Selasa Siang (12/8/2025), suasana di kantor Dinas Perumahan Rakyat dan Kawasan Permukiman (Perkim) Aceh memanas saat sekitar 15 pria datang dan mengamuk. Mereka mempertanyakan proyek kepada Arief, Pejabat Pelaksana Teknis Kegiatan (PPTK). Arief sempat mengangkat tangan seolah meminta dialog berjalan tertib, tetapi massa tak merespons dan terus memaksa secara agresif.
Massa menyampaikan tuntutan dengan nada tinggi dan provokatif, bahkan menantang Kapolda Aceh secara terbuka. Mereka menyatakan tidak gentar menghadapi siapapun dan menuntut keputusan tegas segera keluar. Seorang pria mengenakan baju putih mencoba meredam suasana, tetapi ia justru disuruh duduk agar tidak mengganggu aksi.
Pernyataan Kepala Dinas Perkim Aceh
Menanggapi insiden itu, Kepala Dinas Perkim Aceh, T. Aznal Zahri, membenarkan ada kelompok yang memaksa meminta proyek pembangunan rumah dhuafa secara premanistik. Mereka mengaku berasal dari mantan kombatan di Ulim, Aceh Timur. Aznal menegaskan bahwa semua pengajuan proyek harus mengikuti prosedur resmi yang berlaku.
Setelah berdialog cukup tegang, kelompok tersebut akhirnya meninggalkan kantor, walau Aznal belum memberi kepastian apakah pihaknya akan melaporkan kejadian ke aparat penegak hukum.
Kecaman dan Penilaian dari Pengamat Lokal
Panglima Sagoe Komite Peralihan Aceh (KPA), Zulkifli, mengecam tindakan kelompok tersebut. Ia menekankan bahwa tindakan kekerasan seperti itu merusak marwah perdamaian pasca-konflik. Ia berharap kejadian ini diusut tuntas dan bukan diasosiasikan dengan GAM atau mantan kombatan lainnya.
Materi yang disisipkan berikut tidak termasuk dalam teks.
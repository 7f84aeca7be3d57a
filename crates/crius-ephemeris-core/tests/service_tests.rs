use chrono::{TimeZone, Utc};
use crius_ephemeris_core::testing::MockEphemerisAdapter;
use crius_ephemeris_core::{
    create_ephemeris_service, BaseEphemerisService, CacheProvider, CachedEphemerisService,
    EphemerisError, EphemerisService, EphemerisSettings, GeoLocation, InMemoryCache,
    LayerContext, LayerPositions, ServiceError,
};
use std::sync::Arc;

fn init_logging() {
    let _ = env_logger::builder().is_test(true).try_init();
}

fn natal_context() -> LayerContext {
    LayerContext::new(
        "natal",
        "natal",
        Utc.with_ymd_and_hms(2024, 1, 1, 12, 0, 0).unwrap(),
        Some(GeoLocation::new(40.7128, -74.0060)),
        EphemerisSettings::tropical("placidus", ["sun", "moon"]),
    )
}

#[test]
fn test_base_service_forwards_context_fields() {
    let adapter = MockEphemerisAdapter::new();
    let service = BaseEphemerisService::new(&adapter);
    let context = natal_context();

    let positions = service.compute(&context).unwrap();

    assert_eq!(adapter.call_count(), 1);
    assert_eq!(adapter.last_dt(), Some(context.datetime));
    assert_eq!(adapter.last_location(), context.location);
    assert_eq!(adapter.last_settings(), Some(context.settings.clone()));
    assert_eq!(positions.planets.len(), 2);
}

#[test]
fn test_base_service_get_positions_matches_compute() {
    let service = BaseEphemerisService::new(MockEphemerisAdapter::new());
    let context = natal_context();

    let via_context = service.compute(&context).unwrap();
    let via_args = service
        .get_positions(context.datetime, context.location.as_ref(), &context.settings)
        .unwrap();

    assert_eq!(via_context, via_args);
    assert_eq!(service.adapter().call_count(), 2);
}

#[test]
fn test_base_service_propagates_adapter_error() {
    let error = EphemerisError::InvalidHouseSystem {
        system: "topocentric".to_string(),
        valid: vec!["placidus".to_string()],
    };
    let service = BaseEphemerisService::new(MockEphemerisAdapter::failing(error.clone()));

    let result = service.compute(&natal_context());

    assert_eq!(result.unwrap_err(), error);
}

#[test]
fn test_cached_service_invokes_adapter_once() {
    init_logging();
    let adapter = MockEphemerisAdapter::new();
    let service =
        CachedEphemerisService::new(BaseEphemerisService::new(&adapter), InMemoryCache::new());

    let first = service.compute(&natal_context()).unwrap();
    let second = service.compute(&natal_context()).unwrap();

    assert_eq!(adapter.call_count(), 1);
    assert_eq!(first, second);
    assert_eq!(service.cache().len(), 1);
}

#[test]
fn test_cached_service_returns_stored_value_unchanged() {
    let adapter = MockEphemerisAdapter::new();
    let cache = InMemoryCache::new();
    let context = natal_context();
    let service = CachedEphemerisService::new(BaseEphemerisService::new(&adapter), &cache);

    // seed the cache with something the adapter would never produce
    let sentinel = LayerPositions::default();
    cache.set(&service.key_for(&context), sentinel.clone());

    let result = service.compute(&context).unwrap();

    assert_eq!(result, sentinel);
    assert_eq!(adapter.call_count(), 0);
}

#[test]
fn test_cached_service_shares_entry_across_object_order() {
    let adapter = MockEphemerisAdapter::new();
    let service =
        CachedEphemerisService::new(BaseEphemerisService::new(&adapter), InMemoryCache::new());

    let first = natal_context();
    let mut reordered = natal_context();
    reordered.layer_id = "natal-copy".to_string();
    reordered.settings.include_objects = vec!["moon".to_string(), "sun".to_string()];

    service.compute(&first).unwrap();
    service.compute(&reordered).unwrap();

    assert_eq!(adapter.call_count(), 1);
}

#[test]
fn test_cached_service_separates_kinds() {
    let adapter = MockEphemerisAdapter::new();
    let service =
        CachedEphemerisService::new(BaseEphemerisService::new(&adapter), InMemoryCache::new());

    let natal = natal_context();
    let mut transit = natal_context();
    transit.kind = "transit".to_string();

    service.compute(&natal).unwrap();
    service.compute(&transit).unwrap();

    assert_eq!(adapter.call_count(), 2);
    assert_eq!(service.cache().len(), 2);
}

#[test]
fn test_cached_service_does_not_cache_errors() {
    let adapter = MockEphemerisAdapter::failing(EphemerisError::HouseCalculationFailed {
        message: "polar latitude".to_string(),
    });
    let service =
        CachedEphemerisService::new(BaseEphemerisService::new(&adapter), InMemoryCache::new());

    assert!(service.compute(&natal_context()).is_err());
    assert!(service.compute(&natal_context()).is_err());

    assert_eq!(adapter.call_count(), 2);
    assert!(service.cache().is_empty());
}

#[test]
fn test_cached_services_compose() {
    let adapter = MockEphemerisAdapter::new();
    let outer_cache = Arc::new(InMemoryCache::new());
    let inner =
        CachedEphemerisService::new(BaseEphemerisService::new(&adapter), InMemoryCache::new());
    let outer = CachedEphemerisService::new(inner, Arc::clone(&outer_cache));

    outer.compute(&natal_context()).unwrap();
    outer.compute(&natal_context()).unwrap();

    assert_eq!(adapter.call_count(), 1);
    assert_eq!(outer_cache.len(), 1);
    assert_eq!(outer.inner().cache().len(), 1);
}

#[test]
fn test_custom_key_fn() {
    fn by_layer_id(context: &LayerContext) -> String {
        context.layer_id.clone()
    }

    let adapter = MockEphemerisAdapter::new();
    let service =
        CachedEphemerisService::new(BaseEphemerisService::new(&adapter), InMemoryCache::new())
            .with_key_fn(by_layer_id);

    let natal = natal_context();
    let mut later = natal_context();
    later.datetime = Utc.with_ymd_and_hms(2030, 6, 1, 0, 0, 0).unwrap();

    service.compute(&natal).unwrap();
    service.compute(&later).unwrap();

    assert_eq!(adapter.call_count(), 1);
    assert!(service.cache().contains_key("natal"));
}

#[test]
fn test_cached_service_keeps_comma_in_object_id_apart() {
    let adapter = MockEphemerisAdapter::new();
    let service =
        CachedEphemerisService::new(BaseEphemerisService::new(&adapter), InMemoryCache::new());
    let mut joined = natal_context();
    joined.settings.include_objects = vec!["moon,sun".to_string()];
    let mut split = natal_context();
    split.settings.include_objects = vec!["moon".to_string(), "sun".to_string()];

    service.compute(&joined).unwrap();
    let positions = service.compute(&split).unwrap();

    assert_eq!(adapter.call_count(), 2);
    let ids: Vec<&str> = positions.planets.keys().map(String::as_str).collect();
    assert_eq!(ids, vec!["moon", "sun"]);
}

#[test]
fn test_cached_service_keeps_ayanamsa_none_apart() {
    let adapter = MockEphemerisAdapter::new();
    let service =
        CachedEphemerisService::new(BaseEphemerisService::new(&adapter), InMemoryCache::new());
    let absent = natal_context();
    let mut named = natal_context();
    named.settings.ayanamsa = Some("none".to_string());

    service.compute(&absent).unwrap();
    service.compute(&named).unwrap();

    assert_eq!(adapter.call_count(), 2);
    assert_eq!(service.cache().len(), 2);
}

#[test]
fn test_factory_without_cache() {
    let service = create_ephemeris_service(MockEphemerisAdapter::new(), false, None).unwrap();
    let positions = service.compute(&natal_context()).unwrap();
    assert!(positions.houses.is_some());
}

#[test]
fn test_factory_with_cache() {
    let adapter = Arc::new(MockEphemerisAdapter::new());
    let cache = Arc::new(InMemoryCache::new());
    let service = create_ephemeris_service(
        Arc::clone(&adapter),
        true,
        Some(Box::new(Arc::clone(&cache))),
    )
    .unwrap();

    service.compute(&natal_context()).unwrap();
    service.compute(&natal_context()).unwrap();

    assert_eq!(adapter.call_count(), 1);
    assert_eq!(cache.len(), 1);
}

#[test]
fn test_factory_requires_cache_when_enabled() {
    let result = create_ephemeris_service(MockEphemerisAdapter::new(), true, None);
    assert_eq!(result.err(), Some(ServiceError::MissingCache));
}
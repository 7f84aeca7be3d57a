//! Service layer on top of adapters.
//!
//! [`BaseEphemerisService`] forwards to one adapter. [`CachedEphemerisService`]
//! decorates any service with a [`CacheProvider`]. Both implement
//! [`EphemerisService`], so caching layers compose.

use crate::adapter::EphemerisAdapter;
use crate::cache::CacheProvider;
use crate::error::ServiceError;
use crate::types::{
    EphemerisSettings, GeoLocation, LayerContext, LayerPositions, VedicOptions, ZodiacType,
};
use chrono::{DateTime, SecondsFormat, Utc};
use serde::Serialize;

/// Computes positions for a [`LayerContext`].
pub trait EphemerisService {
    type Error: std::error::Error + Send + Sync + 'static;

    fn compute(&self, context: &LayerContext) -> Result<LayerPositions, Self::Error>;
}

impl<S: EphemerisService + ?Sized> EphemerisService for &S {
    type Error = S::Error;

    fn compute(&self, context: &LayerContext) -> Result<LayerPositions, Self::Error> {
        (**self).compute(context)
    }
}

impl<S: EphemerisService + ?Sized> EphemerisService for Box<S> {
    type Error = S::Error;

    fn compute(&self, context: &LayerContext) -> Result<LayerPositions, Self::Error> {
        (**self).compute(context)
    }
}

/// Pass-through service wrapping exactly one adapter.
pub struct BaseEphemerisService<A> {
    adapter: A,
}

impl<A: EphemerisAdapter> BaseEphemerisService<A> {
    pub fn new(adapter: A) -> Self {
        Self { adapter }
    }

    pub fn adapter(&self) -> &A {
        &self.adapter
    }

    pub fn into_adapter(self) -> A {
        self.adapter
    }

    /// Forward loose arguments straight to the adapter.
    pub fn get_positions(
        &self,
        dt_utc: DateTime<Utc>,
        location: Option<&GeoLocation>,
        settings: &EphemerisSettings,
    ) -> Result<LayerPositions, A::Error> {
        self.adapter.calc_positions(dt_utc, location, settings)
    }
}

impl<A: EphemerisAdapter> EphemerisService for BaseEphemerisService<A> {
    type Error = A::Error;

    fn compute(&self, context: &LayerContext) -> Result<LayerPositions, A::Error> {
        log::trace!(
            "BaseEphemerisService: forwarding layer '{}' ({}) at {}",
            context.layer_id,
            context.kind,
            context.datetime
        );
        self.get_positions(context.datetime, context.location.as_ref(), &context.settings)
    }
}

/// Signature of a cache key derivation function.
pub type CacheKeyFn = fn(&LayerContext) -> String;

/// Fields that identify a computation. Serialized to JSON so every string
/// is quoted and escaped, and absent values stay distinct from any text.
#[derive(Debug, Serialize)]
struct CacheKey<'a> {
    kind: &'a str,
    datetime: String,
    location: Option<(f64, f64)>,
    zodiac_type: ZodiacType,
    ayanamsa: Option<&'a str>,
    house_system: &'a str,
    include_objects: Vec<&'a str>,
    vedic_options: Option<&'a VedicOptions>,
}

/// Canonical cache key for a context.
///
/// Covers kind, timestamp, location, and every settings field. The layer id
/// is left out so layers with identical inputs share an entry. Object order
/// and duplicates in `include_objects` do not change the key: positions are
/// keyed by object id, so both requests yield the same result.
pub fn cache_key(context: &LayerContext) -> String {
    let settings = &context.settings;

    let mut include_objects: Vec<&str> =
        settings.include_objects.iter().map(String::as_str).collect();
    include_objects.sort_unstable();
    include_objects.dedup();

    let key = CacheKey {
        kind: &context.kind,
        datetime: context.datetime.to_rfc3339_opts(SecondsFormat::AutoSi, true),
        // adding 0.0 folds -0.0 into 0.0
        location: context.location.map(|loc| (loc.lat + 0.0, loc.lon + 0.0)),
        zodiac_type: settings.zodiac_type,
        ayanamsa: settings.ayanamsa.as_deref(),
        house_system: &settings.house_system,
        include_objects,
        vedic_options: settings.vedic_options.as_ref(),
    };

    serde_json::to_string(&key).unwrap_or_else(|e| {
        log::warn!("cache_key: JSON encoding failed, using debug encoding: {}", e);
        format!("{key:?}")
    })
}

/// Caching decorator over any [`EphemerisService`].
///
/// A hit returns the stored value without touching the wrapped service. A
/// miss computes, stores, then returns. Errors are returned as-is and never
/// stored.
pub struct CachedEphemerisService<S, C> {
    inner: S,
    cache: C,
    key_fn: CacheKeyFn,
}

impl<S: EphemerisService, C: CacheProvider> CachedEphemerisService<S, C> {
    pub fn new(inner: S, cache: C) -> Self {
        Self {
            inner,
            cache,
            key_fn: cache_key,
        }
    }

    /// Replace the key derivation. The function must be canonical: equal
    /// inputs must give equal keys.
    pub fn with_key_fn(mut self, key_fn: CacheKeyFn) -> Self {
        self.key_fn = key_fn;
        self
    }

    pub fn inner(&self) -> &S {
        &self.inner
    }

    pub fn cache(&self) -> &C {
        &self.cache
    }

    pub fn key_for(&self, context: &LayerContext) -> String {
        (self.key_fn)(context)
    }
}

impl<S: EphemerisService, C: CacheProvider> EphemerisService for CachedEphemerisService<S, C> {
    type Error = S::Error;

    fn compute(&self, context: &LayerContext) -> Result<LayerPositions, S::Error> {
        let key = self.key_for(context);
        if let Some(cached) = self.cache.get(&key) {
            log::debug!("CachedEphemerisService: hit for layer '{}' ({})", context.layer_id, key);
            return Ok(cached);
        }

        log::debug!("CachedEphemerisService: miss for layer '{}' ({})", context.layer_id, key);
        let positions = self.inner.compute(context)?;
        self.cache.set(&key, positions.clone());
        Ok(positions)
    }
}

/// Build a service for `adapter`, optionally behind a cache.
///
/// `enable_cache` without a cache is rejected with
/// [`ServiceError::MissingCache`]. A cache passed with `enable_cache` false
/// is ignored.
pub fn create_ephemeris_service<A>(
    adapter: A,
    enable_cache: bool,
    cache: Option<Box<dyn CacheProvider>>,
) -> Result<Box<dyn EphemerisService<Error = A::Error>>, ServiceError>
where
    A: EphemerisAdapter + 'static,
{
    let base = BaseEphemerisService::new(adapter);
    if !enable_cache {
        return Ok(Box::new(base));
    }
    let cache = cache.ok_or(ServiceError::MissingCache)?;
    Ok(Box::new(CachedEphemerisService::new(base, cache)))
}
//! JSON Schema documents for the record types, for callers that validate
//! payloads outside Rust.

use crate::types::{EphemerisSettings, GeoLocation, LayerContext, LayerPositions};
use schemars::schema::RootSchema;
use schemars::schema_for;

pub fn geo_location_schema() -> RootSchema {
    schema_for!(GeoLocation)
}

pub fn settings_schema() -> RootSchema {
    schema_for!(EphemerisSettings)
}

pub fn layer_context_schema() -> RootSchema {
    schema_for!(LayerContext)
}

pub fn layer_positions_schema() -> RootSchema {
    schema_for!(LayerPositions)
}

#[cfg(test)]
mod tests {
    use super::*;

    #[test]
    fn test_settings_schema_lists_fields() {
        let schema = serde_json::to_value(settings_schema()).unwrap();
        let properties = schema["properties"].as_object().unwrap();
        let fields = [
            "zodiac_type",
            "ayanamsa",
            "house_system",
            "include_objects",
            "vedic_options",
        ];
        for field in fields {
            assert!(properties.contains_key(field), "missing {field}");
        }
        let required: Vec<&str> = schema["required"]
            .as_array()
            .unwrap()
            .iter()
            .filter_map(|v| v.as_str())
            .collect();
        assert!(required.contains(&"zodiac_type"));
        assert!(required.contains(&"house_system"));
        assert!(!required.contains(&"ayanamsa"));
    }

    #[test]
    fn test_schemas_forbid_extra_fields() {
        let schema = serde_json::to_value(geo_location_schema()).unwrap();
        assert_eq!(schema["additionalProperties"], serde_json::Value::Bool(false));
    }

    #[test]
    fn test_layer_schemas_have_titles() {
        let context = serde_json::to_value(layer_context_schema()).unwrap();
        assert_eq!(context["title"], "LayerContext");
        let positions = serde_json::to_value(layer_positions_schema()).unwrap();
        assert_eq!(positions["title"], "LayerPositions");
    }
}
Zulkifli juga mendesak pemerintah untuk menuntaskan janji kesejahteraan bagi anak yatim, janda korban konflik, dan kombatan sejati, agar tidak menimbulkan rasa frustasi baru di masyarakat.
Prediksi Protes & Perlunya Pendekatan Lebih Responsif
Kejadian ini menjadi pengingat penting bahwa ketegangan bisa muncul jika warga merasa jalur formal tidak cukup mengakomodasi kebutuhan mereka. Aparat dan pemerintah perlu memetakan potensi konflik dan menjelaskan mekanisme pengajuan secara terbuka. Masyarakat pun diharapkan menyuarakan aspirasi melalui jalur yang tertib.
Insiden ini menegaskan perlunya dialog terbuka dan penyelesaian secara elegan agar stabilitas pemerintahan terjaga, dan hubungan antara pejabat dengan warga tetap hormat, bukan melalui intimidasi atau kekerasan.